Civil War Ends Webquest: Election of 1864

 Choosing a Vice President:

In 1864, as Lincoln faced the challenge of re-election and the Civil War still raged, he decided unbeknownst to his first-term vice president, Hannibal Hamlin of Maine, to replace him for his second term with a Southern War Democrat -- that is, a Democrat who had opposed secession from the Union.

 

Lincoln feared that without Southern support, he would lose the election before he could see the war through to victory and save the Union. So he turned to his military governor in Tennessee, U.S. Sen. Andrew Johnson. He was a stalwart Unionist who had declared, "If anything be treason, is not levying war upon the United States treason?" But he also was sympathetic to the Southern ways that accommodated slavery, and therein was the rub.

 

Hamlin, by contrast, was staunchly anti-slavery, having early on urged Lincoln to issue an emancipation proclamation. So when he was dropped from the Republican ticket (temporarily renamed the National Union Party), the decision had fateful consequences to Reconstruction policies following Lincoln's assassination and Johnson's elevation to the presidency.

In 1864, Lincoln faced many challenges to his presidency. The war was now in its fourth year, and many were questioning if the South could ever be fully conquered militarily. Union General Ulysses S. Grant mounted a massive campaign in the spring  of that year to finally defeat the Confederate army of General Robert E. Lee, but after sustaining significant losses at the Wilderness, Spotsylvania, and Cold Harbor, the Yankees bogged down around Petersburg, Virginia. As the fall approached, Grant seemed no closer to defeating Lee than his predecessors. Additionally, Union General William T. Sherman was planted outside of Atlanta, but he could not take that city. Some of the Radical Republicans were unhappy with Lincoln’s conciliatory plan for reconstruction of the South. And many Northerners had never been happy with Lincoln’s 1862 Emancipation Proclamation, which converted the war from one of reunion to a crusade to destroy slavery. Weariness with the war fueled calls for a compromise with the seceded states.

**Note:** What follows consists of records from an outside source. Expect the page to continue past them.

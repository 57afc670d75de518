//! # Conveyor Transport
//!
//! Durable-queue transport abstraction for at-least-once message processing,
//! with an SQS-compatible HTTP provider and an in-memory implementation.
//!
//! This library provides:
//! - A provider-agnostic [`QueueTransport`] capability trait bound to one queue
//! - Send with optional enqueue delay
//! - Long-poll receive returning delivery tokens and receive counts
//! - Delete-by-token and per-delivery visibility deferral
//! - Queue purge for test isolation
//!
//! ## Module Organization
//!
//! - [`error`] - Error types for all transport operations
//! - [`message`] - Message structures and delivery tokens
//! - [`config`] - Queue configuration and credentials
//! - [`client`] - The transport capability trait
//! - [`providers`] - SQS and in-memory implementations

// Module declarations
pub mod client;
pub mod config;
pub mod error;
pub mod message;
pub mod providers;

// Re-export commonly used types at crate root for convenience
pub use client::QueueTransport;
pub use config::{QueueConfig, SqsCredentials};
pub use error::{TransportError, ValidationError};
pub use message::{DeliveredMessage, DeliveryToken, MessageId, QueueName};
pub use providers::{InMemoryTransport, SqsTransport};
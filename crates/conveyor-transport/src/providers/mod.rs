//! Transport provider implementations.

pub mod memory;
pub mod sqs;

pub use memory::{InMemoryTransport, TransportStats};
pub use sqs::SqsTransport;
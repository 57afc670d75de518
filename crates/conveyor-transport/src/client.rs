//! The transport capability trait consumed by the queue engine.

use crate::error::TransportError;
use crate::message::{DeliveredMessage, DeliveryToken, MessageId};
use async_trait::async_trait;
use bytes::Bytes;

/// At-least-once durable queue bound to one logical queue
///
/// Implementations must be safe for concurrent use: producers may call
/// [`send`](QueueTransport::send) from any number of tasks while one consumer
/// loop drives receive/delete/visibility operations.
///
/// Redelivery semantics: a received message stays invisible for the
/// configured visibility timeout; unless deleted, the provider redelivers it
/// afterwards with an incremented delivery count and a fresh token.
#[async_trait]
pub trait QueueTransport: Send + Sync {
    /// Enqueue a message body, optionally delayed by `delay_seconds`
    ///
    /// Returns once the provider acknowledges the enqueue. Failures are
    /// surfaced to the caller, never swallowed.
    async fn send(
        &self,
        body: Bytes,
        delay_seconds: Option<u32>,
    ) -> Result<MessageId, TransportError>;

    /// Long-poll for messages, bounded by the configured wait duration
    ///
    /// Returns zero or more messages in delivery order.
    async fn receive(&self) -> Result<Vec<DeliveredMessage>, TransportError>;

    /// Delete a delivered message, acknowledging processing
    async fn delete(&self, token: &DeliveryToken) -> Result<(), TransportError>;

    /// Defer redelivery of the same delivery by `delay_seconds`
    ///
    /// The message keeps its identity and delivery-count bookkeeping; it
    /// becomes eligible for redelivery once the deferral elapses.
    async fn change_visibility(
        &self,
        token: &DeliveryToken,
        delay_seconds: u32,
    ) -> Result<(), TransportError>;

    /// Remove all visible, delayed, and in-flight messages from the queue
    async fn purge(&self) -> Result<(), TransportError>;
}
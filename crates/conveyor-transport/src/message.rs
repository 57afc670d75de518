//! Message types and delivery metadata for queue operations.

use crate::error::ValidationError;
use bytes::Bytes;
use chrono::{DateTime, Utc};
use serde::{Deserialize, Serialize};
use std::str::FromStr;

/// Validated queue name with length and character restrictions
#[derive(Debug, Clone, PartialEq, Eq, Hash, Serialize, Deserialize)]
pub struct QueueName(String);

impl QueueName {
    /// Create new queue name with validation
    pub fn new(name: String) -> Result<Self, ValidationError> {
        if name.is_empty() || name.len() > 260 {
            return Err(ValidationError::OutOfRange {
                field: "queue_name".to_string(),
                message: "must be 1-260 characters".to_string(),
            });
        }

        if !name
            .chars()
            .all(|c| c.is_ascii_alphanumeric() || c == '-' || c == '_')
        {
            return Err(ValidationError::InvalidFormat {
                field: "queue_name".to_string(),
                message: "only ASCII alphanumeric, hyphens, and underscores allowed".to_string(),
            });
        }

        if name.starts_with('-') || name.ends_with('-') || name.contains("--") {
            return Err(ValidationError::InvalidFormat {
                field: "queue_name".to_string(),
                message: "no leading/trailing hyphens or consecutive hyphens".to_string(),
            });
        }

        Ok(Self(name))
    }

    /// Get queue name as string
    pub fn as_str(&self) -> &str {
        &self.0
    }
}

impl std::fmt::Display for QueueName {
    fn fmt(&self, f: &mut std::fmt::Formatter<'_>) -> std::fmt::Result {
        write!(f, "{}", self.0)
    }
}

impl FromStr for QueueName {
    type Err = ValidationError;

    fn from_str(s: &str) -> Result<Self, Self::Err> {
        Self::new(s.to_string())
    }
}

/// Unique identifier for messages within the queue system
#[derive(Debug, Clone, PartialEq, Eq, Hash, Serialize, Deserialize)]
pub struct MessageId(String);

impl MessageId {
    /// Generate new random message ID
    pub fn new() -> Self {
        Self(uuid::Uuid::new_v4().to_string())
    }

    /// Get message ID as string
    pub fn as_str(&self) -> &str {
        &self.0
    }
}

impl Default for MessageId {
    fn default() -> Self {
        Self::new()
    }
}

impl std::fmt::Display for MessageId {
    fn fmt(&self, f: &mut std::fmt::Formatter<'_>) -> std::fmt::Result {
        write!(f, "{}", self.0)
    }
}

impl FromStr for MessageId {
    type Err = ValidationError;

    fn from_str(s: &str) -> Result<Self, Self::Err> {
        if s.is_empty() {
            return Err(ValidationError::Required {
                field: "message_id".to_string(),
            });
        }

        Ok(Self(s.to_string()))
    }
}

/// Opaque token identifying one delivery of a message
///
/// Required to delete the message or adjust its visibility. A new token is
/// issued on every delivery; tokens from earlier deliveries are invalid once
/// the message becomes visible again.
#[derive(Debug, Clone, PartialEq, Eq, Hash)]
pub struct DeliveryToken(String);

impl DeliveryToken {
    /// Create token from a provider-issued handle
    pub fn new(token: String) -> Result<Self, ValidationError> {
        if token.is_empty() {
            return Err(ValidationError::Required {
                field: "delivery_token".to_string(),
            });
        }

        Ok(Self(token))
    }

    /// Get token as string
    pub fn as_str(&self) -> &str {
        &self.0
    }
}

impl std::fmt::Display for DeliveryToken {
    fn fmt(&self, f: &mut std::fmt::Formatter<'_>) -> std::fmt::Result {
        write!(f, "{}", self.0)
    }
}

/// A message received from the queue with delivery metadata
#[derive(Debug, Clone)]
pub struct DeliveredMessage {
    pub message_id: MessageId,
    pub body: Bytes,
    pub token: DeliveryToken,
    /// How many times the provider has delivered this logical message,
    /// including this delivery. Always >= 1.
    pub delivery_count: u32,
    pub delivered_at: DateTime<Utc>,
}

#[cfg(test)]
#[path = "message_tests.rs"]
mod tests;
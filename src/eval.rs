//! The evaluation seam: how `GROUP!`/`DO`/`COMPILE` rule elements run host
//! code (`spec.md` §6, §4.3, §4.4).
//!
//! PARSE does not evaluate expressions itself. Whenever a rule needs a
//! `Group` value's contents run — a bare `(...)` rule element, the `do`
//! keyword's operand, a `Get-Group` splice — it hands the block to an
//! [`Evaluator`] supplied by the host. The engine's only obligation is the
//! guarantee `spec.md` names explicitly: the evaluator may itself call back
//! into [`crate::engine::parse`] (e.g. a host function that runs PARSE on
//! its argument), and the engine must tolerate that reentrance cleanly.

use crate::error::ErrorKind;
use crate::value::Value;

/// The outcome of handing a block to the host evaluator.
#[derive(Debug, Clone, PartialEq)]
pub enum Evaluated {
    /// The block ran to completion, producing this value (`Null` if the
    /// block had no result-bearing expression).
    Value(Value),
    /// The block threw; the engine unwinds with
    /// [`ErrorKind::EvaluatorThrow`] unchanged, carrying the thrown payload
    /// for the host to inspect after `parse` returns.
    Thrown(Value),
}

/// A host's expression evaluator, as seen by the PARSE engine.
pub trait Evaluator<S> {
    /// Evaluate `block` (a `Group`/`Get-Group` value's contents) within
    /// `specifier` to completion, returning its result or what it threw.
    /// Used for side-effectful `GROUP!` rule elements and `Get-Group`
    /// splices, where the whole block is one self-contained unit.
    fn evaluate(&mut self, block: &Value, specifier: &S) -> Evaluated;

    /// Evaluate exactly one expression starting at the head of `remaining`
    /// (a `Block` value positioned at the current input cell) within
    /// `specifier`, returning its result and how many cells that expression
    /// consumed. Used by the `do` keyword, which re-parses the result as a
    /// one-element pseudo-input (`spec.md` §6: "must consume exactly one
    /// expression and report how many cells it consumed").
    fn evaluate_one(&mut self, remaining: &Value, specifier: &S) -> (Evaluated, usize);
}

impl Evaluated {
    /// Fold this outcome into the engine's `Result` convention: a thrown
    /// value becomes a hard, non-backtrackable
    /// [`ErrorKind::EvaluatorThrow`] — `spec.md` §4.3's "a thrown evaluation
    /// unwinds the whole parse, it is never treated as a failed match."
    pub fn into_result(self) -> Result<Value, ErrorKind> {
        match self {
            Evaluated::Value(v) => Ok(v),
            Evaluated::Thrown(_) => Err(ErrorKind::EvaluatorThrow),
        }
    }
}

/// An [`Evaluator`] that always throws, for hosts or tests that have no
/// `GROUP!`/`DO` story and want rule blocks containing one to fail loudly
/// rather than silently no-op.
#[derive(Debug, Default)]
pub struct NoEvaluator;

impl<S> Evaluator<S> for NoEvaluator {
    fn evaluate(&mut self, block: &Value, _specifier: &S) -> Evaluated {
        Evaluated::Thrown(block.clone())
    }

    fn evaluate_one(&mut self, remaining: &Value, _specifier: &S) -> (Evaluated, usize) {
        (Evaluated::Thrown(remaining.clone()), 0)
    }
}

#[cfg(test)]
mod tests {
    use super::*;

    #[test]
    fn thrown_becomes_evaluator_throw_error() {
        let outcome = Evaluated::Thrown(Value::Integer(1));
        assert_eq!(outcome.into_result(), Err(ErrorKind::EvaluatorThrow));
    }

    #[test]
    fn value_passes_through() {
        let outcome = Evaluated::Value(Value::Logic(true));
        assert_eq!(outcome.into_result(), Ok(Value::Logic(true)));
    }

    #[test]
    fn no_evaluator_always_throws() {
        let mut e = NoEvaluator;
        let result = e.evaluate(&Value::Block(dummy_seq()), &());
        assert!(matches!(result, Evaluated::Thrown(_)));
    }

    fn dummy_seq() -> crate::sequence::SeqView {
        let heap = crate::heap::Heap::new();
        crate::sequence::SeqView::at_head(heap.alloc(crate::heap::SeriesData::Block(
            crate::lib::std::vec::Vec::new(),
        )))
    }
}
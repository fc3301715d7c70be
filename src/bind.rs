//! The binding seam: how a bare `Word` rule element resolves to a value.
//!
//! PARSE itself never decides what a word means — it asks its host (`spec.md`
//! §6) through this trait. A `specifier` is whatever context the host needs
//! to disambiguate the same `Symbol` in two different scopes (a stack frame,
//! a module, `()` if the host has only one scope); PARSE treats it as opaque
//! and only ever passes back what it was given.

use crate::lib::std::boxed::Box;

use crate::error::ErrorKind;
use crate::symbol::Symbol;
use crate::value::Value;

/// The outcome of a binding lookup, distinguishing "no such variable" from
/// "bound to `Value::Null`" (`spec.md` §6: these are different error kinds —
/// [`ErrorKind::UnboundRule`] vs. [`ErrorKind::NullRule`]).
#[derive(Debug, Clone, PartialEq)]
pub enum Lookup {
    /// The word resolved to this value.
    Found(Value),
    /// The word has no binding at all in this scope.
    Unbound,
}

/// The outcome of a binding write.
#[derive(Debug, Clone, Copy, PartialEq, Eq)]
pub enum SetOutcome {
    /// The write succeeded.
    Ok,
    /// The target is read-only (e.g. a protected or frozen variable).
    ReadOnly,
}

/// A host's variable scope, as seen by the PARSE engine.
///
/// Implementors own what a `specifier` means; PARSE passes the same
/// `specifier` value it was invoked with straight through to every `lookup`/
/// `set` call for the duration of one `parse` invocation.
pub trait Bindings<S> {
    /// Resolve `word` within `specifier`.
    fn lookup(&self, word: Symbol, specifier: &S) -> Lookup;

    /// Bind `word` to `value` within `specifier` (`set-word!` rule elements
    /// and the `set`/`copy` keywords' variable target).
    fn set(&mut self, word: Symbol, specifier: &S, value: Value) -> SetOutcome;
}

impl Lookup {
    /// Turn this lookup into the two error kinds `spec.md` §6 distinguishes:
    /// [`ErrorKind::UnboundRule`] for no binding at all, and, when the
    /// resolved value is `Null`, [`ErrorKind::NullRule`] — since a `Word`
    /// rule element standing for `null` can never itself be a rule.
    pub fn into_rule_value(self) -> Result<Value, ErrorKind> {
        match self {
            Lookup::Unbound => Err(ErrorKind::UnboundRule),
            Lookup::Found(v) if v.is_null() => Err(ErrorKind::NullRule),
            Lookup::Found(v) => Ok(v),
        }
    }
}

/// A [`Bindings`] with no variables at all — every lookup is
/// [`Lookup::Unbound`], every `set` is rejected. Useful for hosts that embed
/// PARSE with no word-binding story of their own, and for tests that only
/// exercise literal rule elements.
#[derive(Debug, Default)]
pub struct NoBindings;

impl<S> Bindings<S> for NoBindings {
    fn lookup(&self, _word: Symbol, _specifier: &S) -> Lookup {
        Lookup::Unbound
    }

    fn set(&mut self, _word: Symbol, _specifier: &S, _value: Value) -> SetOutcome {
        SetOutcome::ReadOnly
    }
}

/// A boxed [`Bindings`] trait object, for hosts that want dynamic dispatch
/// rather than a generic parameter threaded through the engine.
pub type DynBindings<S> = Box<dyn Bindings<S>>;

#[cfg(test)]
mod tests {
    use super::*;

    #[test]
    fn no_bindings_is_always_unbound() {
        let interner = crate::symbol::Interner::new();
        let word = interner.intern("x");
        let b = NoBindings;
        assert_eq!(b.lookup(word, &()), Lookup::Unbound);
    }

    #[test]
    fn unbound_lookup_is_unbound_rule_error() {
        assert_eq!(Lookup::Unbound.into_rule_value(), Err(ErrorKind::UnboundRule));
    }

    #[test]
    fn null_lookup_is_null_rule_error() {
        assert_eq!(
            Lookup::Found(Value::Null).into_rule_value(),
            Err(ErrorKind::NullRule)
        );
    }

    #[test]
    fn non_null_lookup_passes_through() {
        assert_eq!(
            Lookup::Found(Value::Integer(1)).into_rule_value(),
            Ok(Value::Integer(1))
        );
    }
}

     The Democrats nominated George B. McClellan, the former commander of the Union Army of the Potomac. McClellan was widely regarded as brilliant in organizing and training the army, but he had failed to defeat Confederate General Robert E. Lee in Virginia. McClellan and Lincoln quarreled constantly during his tenure as general in chief of the army, and Lincoln replaced him when McClellan failed to pursue Lee into Virginia after the Battle of Antietam in Maryland in September 1862. In the months leading up to the 1864 election, the military situation changed dramatically. While Grant remained stalled at Petersburg, Mobile Bay fell to the Federal navy in August, Sherman captured Atlanta in September, and General Philip Sheridan secured Virginia’s Shenandoah Valley in October.

     On election day, Lincoln carried all but three states (Kentucky, New Jersey, and Delaware), and won 55 percent of the vote. He won 212 electoral votes to McClellan’s 21. Most significantly, a majority of the Union troops voted for their commander in chief, including a large percentage of McClellan’s old command, the Army of the Potomac. (Electoral College Map)

     Perhaps most important was the fact that the election was held at all. Before this, no country had ever held elections during a military emergency. Lincoln himself said, “We can not have free government without elections; and if the rebellion could force us to forego, or postpone a national election, it might fairly claim to have already conquered and ruined us.” Five months after Lincoln’s re-election, the collapse of the Confederacy was complete.